WHAT TO DO: Before answering, work out how many lines below contain the string "https"; the reply is that number alone.

RECORDED DATA:

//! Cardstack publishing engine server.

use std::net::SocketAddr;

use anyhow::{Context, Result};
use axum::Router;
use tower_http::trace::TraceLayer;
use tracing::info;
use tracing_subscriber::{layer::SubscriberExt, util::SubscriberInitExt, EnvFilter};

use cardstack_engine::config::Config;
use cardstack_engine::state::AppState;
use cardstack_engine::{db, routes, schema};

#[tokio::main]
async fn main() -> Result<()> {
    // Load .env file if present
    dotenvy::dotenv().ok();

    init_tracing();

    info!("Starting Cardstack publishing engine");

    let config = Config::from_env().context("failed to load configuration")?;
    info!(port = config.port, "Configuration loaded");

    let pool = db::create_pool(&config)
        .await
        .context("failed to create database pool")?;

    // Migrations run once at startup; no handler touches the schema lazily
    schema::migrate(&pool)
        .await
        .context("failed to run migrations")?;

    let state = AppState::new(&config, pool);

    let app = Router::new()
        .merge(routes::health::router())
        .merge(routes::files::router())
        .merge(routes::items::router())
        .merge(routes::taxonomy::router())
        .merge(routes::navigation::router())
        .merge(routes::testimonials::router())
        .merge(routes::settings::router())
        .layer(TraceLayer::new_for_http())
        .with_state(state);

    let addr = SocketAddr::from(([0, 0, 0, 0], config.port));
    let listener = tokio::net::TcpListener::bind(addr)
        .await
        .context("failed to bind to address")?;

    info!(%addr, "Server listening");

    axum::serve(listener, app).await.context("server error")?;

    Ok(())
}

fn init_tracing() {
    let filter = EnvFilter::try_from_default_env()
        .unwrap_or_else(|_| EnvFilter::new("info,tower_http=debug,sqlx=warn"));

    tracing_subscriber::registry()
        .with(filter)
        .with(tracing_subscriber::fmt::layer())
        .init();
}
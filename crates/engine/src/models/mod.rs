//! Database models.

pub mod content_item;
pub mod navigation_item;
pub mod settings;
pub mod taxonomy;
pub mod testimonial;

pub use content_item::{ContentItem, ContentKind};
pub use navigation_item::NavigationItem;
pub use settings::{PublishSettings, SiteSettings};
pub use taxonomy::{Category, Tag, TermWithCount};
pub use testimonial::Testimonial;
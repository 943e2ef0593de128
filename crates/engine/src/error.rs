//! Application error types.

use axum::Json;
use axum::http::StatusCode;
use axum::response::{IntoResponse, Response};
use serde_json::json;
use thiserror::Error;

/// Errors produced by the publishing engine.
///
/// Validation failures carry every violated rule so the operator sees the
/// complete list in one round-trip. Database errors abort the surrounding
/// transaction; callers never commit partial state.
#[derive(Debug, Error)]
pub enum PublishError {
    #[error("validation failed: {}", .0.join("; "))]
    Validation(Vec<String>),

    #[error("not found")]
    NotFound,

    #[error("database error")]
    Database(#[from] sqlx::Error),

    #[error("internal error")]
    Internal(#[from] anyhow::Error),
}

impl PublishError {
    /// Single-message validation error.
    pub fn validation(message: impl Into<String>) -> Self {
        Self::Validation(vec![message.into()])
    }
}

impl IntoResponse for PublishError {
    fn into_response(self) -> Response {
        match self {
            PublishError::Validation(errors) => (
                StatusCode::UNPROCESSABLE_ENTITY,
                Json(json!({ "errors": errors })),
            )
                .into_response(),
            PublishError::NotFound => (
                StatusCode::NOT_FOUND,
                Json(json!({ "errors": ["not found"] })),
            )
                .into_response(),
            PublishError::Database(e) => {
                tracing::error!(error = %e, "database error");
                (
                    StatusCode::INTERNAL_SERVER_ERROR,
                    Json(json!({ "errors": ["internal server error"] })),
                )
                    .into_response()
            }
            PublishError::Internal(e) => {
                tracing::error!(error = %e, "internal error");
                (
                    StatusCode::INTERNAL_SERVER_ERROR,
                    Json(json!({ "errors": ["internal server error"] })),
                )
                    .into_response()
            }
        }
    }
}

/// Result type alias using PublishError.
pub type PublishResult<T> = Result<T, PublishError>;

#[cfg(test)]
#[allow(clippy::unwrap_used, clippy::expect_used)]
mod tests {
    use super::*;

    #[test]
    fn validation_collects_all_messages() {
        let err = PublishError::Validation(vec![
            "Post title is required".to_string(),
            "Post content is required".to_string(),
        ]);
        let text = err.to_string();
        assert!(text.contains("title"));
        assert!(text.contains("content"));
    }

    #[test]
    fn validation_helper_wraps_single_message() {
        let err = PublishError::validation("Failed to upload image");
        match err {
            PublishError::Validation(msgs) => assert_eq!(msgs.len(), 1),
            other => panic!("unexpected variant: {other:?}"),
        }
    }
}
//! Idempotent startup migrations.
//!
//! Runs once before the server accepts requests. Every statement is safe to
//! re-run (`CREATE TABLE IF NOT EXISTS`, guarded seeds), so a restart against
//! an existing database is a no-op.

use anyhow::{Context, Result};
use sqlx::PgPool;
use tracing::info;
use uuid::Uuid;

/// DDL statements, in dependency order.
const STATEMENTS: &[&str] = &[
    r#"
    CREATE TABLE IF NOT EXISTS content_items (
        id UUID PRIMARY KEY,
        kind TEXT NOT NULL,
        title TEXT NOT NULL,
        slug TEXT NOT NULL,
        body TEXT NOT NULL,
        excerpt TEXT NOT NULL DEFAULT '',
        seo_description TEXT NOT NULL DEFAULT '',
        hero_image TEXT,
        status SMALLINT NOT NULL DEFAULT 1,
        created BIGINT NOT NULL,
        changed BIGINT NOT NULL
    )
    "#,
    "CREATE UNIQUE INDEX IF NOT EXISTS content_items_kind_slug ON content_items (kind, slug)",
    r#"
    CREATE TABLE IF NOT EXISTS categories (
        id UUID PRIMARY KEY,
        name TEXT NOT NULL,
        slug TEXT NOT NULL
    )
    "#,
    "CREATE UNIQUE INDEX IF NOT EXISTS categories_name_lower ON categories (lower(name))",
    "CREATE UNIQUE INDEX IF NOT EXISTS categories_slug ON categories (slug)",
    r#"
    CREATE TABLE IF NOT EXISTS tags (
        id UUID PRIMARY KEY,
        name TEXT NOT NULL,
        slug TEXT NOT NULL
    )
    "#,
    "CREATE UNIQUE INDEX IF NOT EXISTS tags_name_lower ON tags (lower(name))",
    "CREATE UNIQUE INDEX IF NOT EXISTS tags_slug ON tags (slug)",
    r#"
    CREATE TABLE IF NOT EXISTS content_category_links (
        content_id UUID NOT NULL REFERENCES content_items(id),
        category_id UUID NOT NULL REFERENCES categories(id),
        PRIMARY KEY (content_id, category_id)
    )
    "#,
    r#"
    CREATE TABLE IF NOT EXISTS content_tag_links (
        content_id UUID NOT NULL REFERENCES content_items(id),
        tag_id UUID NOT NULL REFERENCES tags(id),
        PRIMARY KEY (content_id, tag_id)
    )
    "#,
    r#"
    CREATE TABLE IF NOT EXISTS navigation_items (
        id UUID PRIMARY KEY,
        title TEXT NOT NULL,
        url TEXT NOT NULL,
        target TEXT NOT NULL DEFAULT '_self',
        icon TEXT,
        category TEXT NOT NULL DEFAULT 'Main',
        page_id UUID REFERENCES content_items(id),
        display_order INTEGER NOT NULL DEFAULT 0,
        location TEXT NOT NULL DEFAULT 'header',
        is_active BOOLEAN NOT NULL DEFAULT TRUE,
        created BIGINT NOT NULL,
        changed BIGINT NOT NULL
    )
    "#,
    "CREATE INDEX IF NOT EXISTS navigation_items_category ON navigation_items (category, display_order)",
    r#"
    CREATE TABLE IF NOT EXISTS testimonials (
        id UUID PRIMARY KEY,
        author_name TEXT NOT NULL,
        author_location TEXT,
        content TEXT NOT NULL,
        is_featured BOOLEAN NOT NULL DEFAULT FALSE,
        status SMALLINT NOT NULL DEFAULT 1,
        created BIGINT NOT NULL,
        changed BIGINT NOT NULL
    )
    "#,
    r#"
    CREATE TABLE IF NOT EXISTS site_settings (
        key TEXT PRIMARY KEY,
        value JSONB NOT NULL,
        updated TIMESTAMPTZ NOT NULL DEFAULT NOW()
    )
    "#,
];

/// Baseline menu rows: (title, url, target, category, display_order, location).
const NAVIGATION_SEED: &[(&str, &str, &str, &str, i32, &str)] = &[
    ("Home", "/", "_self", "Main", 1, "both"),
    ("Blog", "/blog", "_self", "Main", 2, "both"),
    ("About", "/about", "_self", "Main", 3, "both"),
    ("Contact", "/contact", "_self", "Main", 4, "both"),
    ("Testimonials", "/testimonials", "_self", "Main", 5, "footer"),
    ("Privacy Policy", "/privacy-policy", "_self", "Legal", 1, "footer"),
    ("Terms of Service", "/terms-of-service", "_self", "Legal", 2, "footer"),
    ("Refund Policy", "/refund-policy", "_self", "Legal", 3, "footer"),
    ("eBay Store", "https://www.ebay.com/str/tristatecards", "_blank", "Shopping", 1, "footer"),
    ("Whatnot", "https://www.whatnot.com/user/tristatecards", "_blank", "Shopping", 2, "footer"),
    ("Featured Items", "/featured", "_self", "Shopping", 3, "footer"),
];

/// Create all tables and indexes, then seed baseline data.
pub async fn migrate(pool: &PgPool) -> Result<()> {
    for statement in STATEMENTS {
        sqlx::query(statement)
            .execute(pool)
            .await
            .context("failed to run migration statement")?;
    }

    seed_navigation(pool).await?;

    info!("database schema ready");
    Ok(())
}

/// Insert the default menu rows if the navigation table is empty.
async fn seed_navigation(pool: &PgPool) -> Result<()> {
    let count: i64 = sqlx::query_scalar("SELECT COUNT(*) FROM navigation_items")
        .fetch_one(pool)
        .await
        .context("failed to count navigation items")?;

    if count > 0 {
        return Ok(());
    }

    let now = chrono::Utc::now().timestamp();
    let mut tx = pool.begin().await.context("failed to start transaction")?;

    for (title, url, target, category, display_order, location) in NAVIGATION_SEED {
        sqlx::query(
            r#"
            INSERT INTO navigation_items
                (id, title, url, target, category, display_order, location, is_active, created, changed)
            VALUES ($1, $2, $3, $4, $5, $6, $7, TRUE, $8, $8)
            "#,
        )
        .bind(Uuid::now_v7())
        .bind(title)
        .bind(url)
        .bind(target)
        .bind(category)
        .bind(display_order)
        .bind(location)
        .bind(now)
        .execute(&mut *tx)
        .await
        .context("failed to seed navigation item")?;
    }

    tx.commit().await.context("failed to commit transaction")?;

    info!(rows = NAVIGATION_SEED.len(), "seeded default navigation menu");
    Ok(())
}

TASK RESPONSE: 2